The life force of the Amazon Rainforest is the mighty Amazon River. It starts as a trickle high in
the snow-capped Andes mountains and flows over 4,000 miles across the South American
continent until it enters the Atlantic ocean at Belem, Brazil where it is 200 to 300 miles across,
depending on the season. Even 1,000 miles inland, it is still 7 miles in width. The river is so
deep that ocean liners can travel 2,300 miles inland, up its length. The Amazon River flows
through the center of the rainforest and is fed by 1,100 tributaries, seventeen of which are over
1,000 miles long. The Amazon is by far the largest river system in the world and over two-thirds
of all the fresh water found on earth is in the Amazon basin's rivers, streams and tributaries.
With so much water its not unusual that that the main mode of transportation throughout the
area is by boat. The smallest and most common boats used today are still made out of hollowed
tree trunks, whether they are powered by outboard motors or more often by man-powered
paddles. Almost 14,000 miles of Amazon waterway are navigable and several million miles
through swamps and forests are penetrable by canoe. The enormous Amazon River carries
massive amounts of silt from run-off from the rainforest floor. Massive amounts of silt
deposited at the mouth of the Amazon river has created the largest river island in the world,
Marajo Island, which is roughly the size of Switzerland. With this massive fresh water system,
it not unusual that the life beneath the water is as abundant and diverse as the surrounding
rainforest's plant and animal species. Over 2,000 species of fish have been identified in the
Amazon Basin - more species than the entire Atlantic Ocean.

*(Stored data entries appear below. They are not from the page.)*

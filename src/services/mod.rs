pub mod gradebook;
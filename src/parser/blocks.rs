//! Fixed-offset subject block location.

use serde::Serialize;
use std::ops::Range;
use tracing::debug;

use super::table::RawTable;

/// A subject's slice of the table: header row, topic row, then data rows.
#[derive(Debug, Clone, PartialEq, Eq)]
pub struct SubjectBlock {
    pub start_row: usize,
    pub subject: String,
    pub data_rows: Range<usize>,
}

impl SubjectBlock {
    pub fn header_row(&self) -> usize {
        self.start_row
    }

    pub fn topic_row(&self) -> usize {
        self.start_row + 1
    }
}

/// Why a configured offset produced no block.
#[derive(Debug, Clone, Copy, PartialEq, Eq, Serialize)]
#[serde(rename_all = "snake_case")]
pub enum SkipReason {
    OutOfRange,
    BlankSubject,
}

#[derive(Debug, Clone, Copy, PartialEq, Eq, Serialize)]
pub struct SkippedBlock {
    pub start_row: usize,
    pub reason: SkipReason,
}

#[derive(Debug, Default, Clone, PartialEq, Eq)]
pub struct BlockLayout {
    pub blocks: Vec<SubjectBlock>,
    pub skipped: Vec<SkippedBlock>,
}

/// Resolves each configured offset into a [`SubjectBlock`].
///
/// Data rows of block *i* end at offset *i+1*, or at the table end for the
/// last configured offset. Offsets past the table and blocks whose header
/// has no subject name are reported in [`BlockLayout::skipped`].
pub fn locate_blocks(table: &RawTable, offsets: &[usize]) -> BlockLayout {
    let mut layout = BlockLayout::default();
    let total = table.len();

    for (i, &start_row) in offsets.iter().enumerate() {
        if start_row >= total {
            debug!(start_row, total, "Block offset beyond table, skipping");
            layout.skipped.push(SkippedBlock {
                start_row,
                reason: SkipReason::OutOfRange,
            });
            continue;
        }

        let subject = table.cell(start_row, 0);
        if subject.is_empty() {
            debug!(start_row, "Block has no subject name, skipping");
            layout.skipped.push(SkippedBlock {
                start_row,
                reason: SkipReason::BlankSubject,
            });
            continue;
        }

        let end = offsets.get(i + 1).map_or(total, |&next| next.min(total));
        let first_data = (start_row + 2).min(end.max(start_row));

        layout.blocks.push(SubjectBlock {
            start_row,
            subject: subject.to_string(),
            data_rows: first_data..end.max(first_data),
        });
    }

    layout
}

#[cfg(test)]
mod tests {
    use super::*;

    fn table(lines: &[&str]) -> RawTable {
        RawTable::parse(&lines.join("\n"))
    }

    #[test]
    fn test_spans_end_at_next_offset() {
        let t = table(&[
            "Math,,,1.9", ",,,Quiz", "u1,A,,5", "u2,B,,4",
            "Art,,,2.9", ",,,Draw", "u1,A,,3",
        ]);
        let layout = locate_blocks(&t, &[0, 4]);

        assert_eq!(layout.blocks.len(), 2);
        assert_eq!(layout.blocks[0].subject, "Math");
        assert_eq!(layout.blocks[0].data_rows, 2..4);
        assert_eq!(layout.blocks[1].subject, "Art");
        assert_eq!(layout.blocks[1].topic_row(), 5);
        assert_eq!(layout.blocks[1].data_rows, 6..7);
        assert!(layout.skipped.is_empty());
    }

    #[test]
    fn test_blank_subject_is_skipped() {
        let t = table(&[",,,1.9", ",,,Quiz", "u1,A,,5", "Art,,,2.9", ",,,Draw", "u1,A,,3"]);
        let layout = locate_blocks(&t, &[0, 3]);

        assert_eq!(layout.blocks.len(), 1);
        assert_eq!(layout.blocks[0].subject, "Art");
        assert_eq!(
            layout.skipped,
            vec![SkippedBlock { start_row: 0, reason: SkipReason::BlankSubject }]
        );
    }

    #[test]
    fn test_offsets_beyond_table_are_omitted() {
        let t = table(&["Math,,,1.9", ",,,Quiz", "u1,A,,5"]);
        let layout = locate_blocks(&t, &[0, 18, 36]);

        assert_eq!(layout.blocks.len(), 1);
        assert_eq!(layout.blocks[0].data_rows, 2..3);
        assert_eq!(layout.skipped.len(), 2);
        assert!(layout.skipped.iter().all(|s| s.reason == SkipReason::OutOfRange));
    }

    #[test]
    fn test_header_only_block_has_no_data_rows() {
        let t = table(&["Math,,,1.9"]);
        let layout = locate_blocks(&t, &[0]);

        assert_eq!(layout.blocks.len(), 1);
        assert!(layout.blocks[0].data_rows.is_empty());
    }
}
//! Output formatting and persistence for parsed grade records.
//!
//! Supports pretty JSON and CSV, either to a writer or appended to a file.

use anyhow::{Context, Result};
use serde::Serialize;
use tracing::debug;

use crate::records::GradeRecord;
use csv::WriterBuilder;
use std::fs::{self, OpenOptions};
use std::io::Write;

/// Renders any serializable value as pretty JSON.
pub fn to_json(value: &impl Serialize) -> Result<String> {
    Ok(serde_json::to_string_pretty(value)?)
}

/// Writes records as CSV, with a header row, to any writer.
pub fn write_csv<W: Write>(writer: W, records: &[GradeRecord]) -> Result<()> {
    let mut writer = WriterBuilder::new().has_headers(true).from_writer(writer);
    for record in records {
        writer.serialize(record)?;
    }
    writer.flush()?;
    Ok(())
}

/// Appends records as rows to a CSV file.
///
/// Writes the header row only when the file is missing or empty.
pub fn append_records(path: &str, records: &[GradeRecord]) -> Result<()> {
    let has_content = fs::metadata(path).map(|m| m.len() > 0).unwrap_or(false);
    debug!(path, has_content, rows = records.len(), "Appending CSV records");

    let file = OpenOptions::new()
        .append(true)
        .create(true)
        .open(path)
        .with_context(|| format!("opening '{path}' for append"))?;

    let mut writer = WriterBuilder::new()
        .has_headers(!has_content) // IMPORTANT when appending
        .from_writer(file);

    for record in records {
        writer.serialize(record)?;
    }
    writer.flush()?;

    Ok(())
}
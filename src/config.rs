//! Adjustable constants describing the grade sheet's layout and sentinels.

use anyhow::{Context, Result};
use serde::{Deserialize, Serialize};

/// Layout and vocabulary of the published grade sheet.
///
/// Every field has a default, so a config file only needs the keys it
/// overrides:
/// ```json
/// {
///   "block_offsets": [0, 20, 40],
///   "pass_token": "зач"
/// }
/// ```
#[derive(Debug, Clone, PartialEq, Eq, Serialize, Deserialize)]
#[serde(default)]
pub struct IngestConfig {
    /// Row indices where each subject block's header row lives.
    pub block_offsets: Vec<usize>,
    /// Tables with fewer rows than this are treated as empty.
    pub min_rows: usize,
    /// Leading columns (id, name, unused) that never hold scores.
    pub reserved_columns: usize,
    /// Cell value marking an absence, compared case-insensitively.
    pub absence_token: String,
    /// Substring marking a pass/credit outcome, compared case-insensitively.
    pub pass_token: String,
    /// Topic used when a scored column has no topic label.
    pub topic_placeholder: String,
}

impl Default for IngestConfig {
    fn default() -> Self {
        Self {
            block_offsets: vec![0, 18, 36, 54, 72],
            min_rows: 2,
            reserved_columns: 3,
            absence_token: "н".to_string(),
            pass_token: "зач".to_string(),
            topic_placeholder: "Без темы".to_string(),
        }
    }
}

impl IngestConfig {
    /// Loads the config from a JSON file at `path`.
    pub fn load(path: &str) -> Result<Self> {
        let content = std::fs::read_to_string(path)
            .with_context(|| format!("reading ingest config '{path}'"))?;
        let config: IngestConfig = serde_json::from_str(&content)
            .with_context(|| format!("parsing ingest config '{path}'"))?;
        Ok(config)
    }

    /// Loads from `path` when given, otherwise returns the defaults.
    pub fn load_or_default(path: Option<&str>) -> Result<Self> {
        match path {
            Some(p) => Self::load(p),
            None => Ok(Self::default()),
        }
    }
}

The Amazon Basin was formed in the Paleozoic period, somewhere between 500 and 200
million years ago. The extreme age of the region in geologic terms has much to do with the
relative infertility of the rainforest soil and the richness and unique diversity of the plant and
animal life. There are more fertile areas in the Amazon River's flood plain, where the river
deposits richer soil brought from the Andes, which only formed 20 million years ago. The rich
diversity of plant species in the Amazon Rainforest is the highest on earth. Experts show that one
hectare (2.47 acres) may contain over 750 types of trees and 1500 species of higher plants and it
is estimated that one hectare of Amazon rainforest contains about 900 tons of living plants.
Altogether it contains the largest collection of living plants and animal species in the world. The
Andean mountain range and the Amazon jungle are home to more than half of the world's species
of flora and fauna and one in five of all the birds in the world live in the rainforests of the
Amazon.. To date, some 438,000 species of plants of economic and social interest have been
registered in the region and many more have yet been cataloged or even discovered.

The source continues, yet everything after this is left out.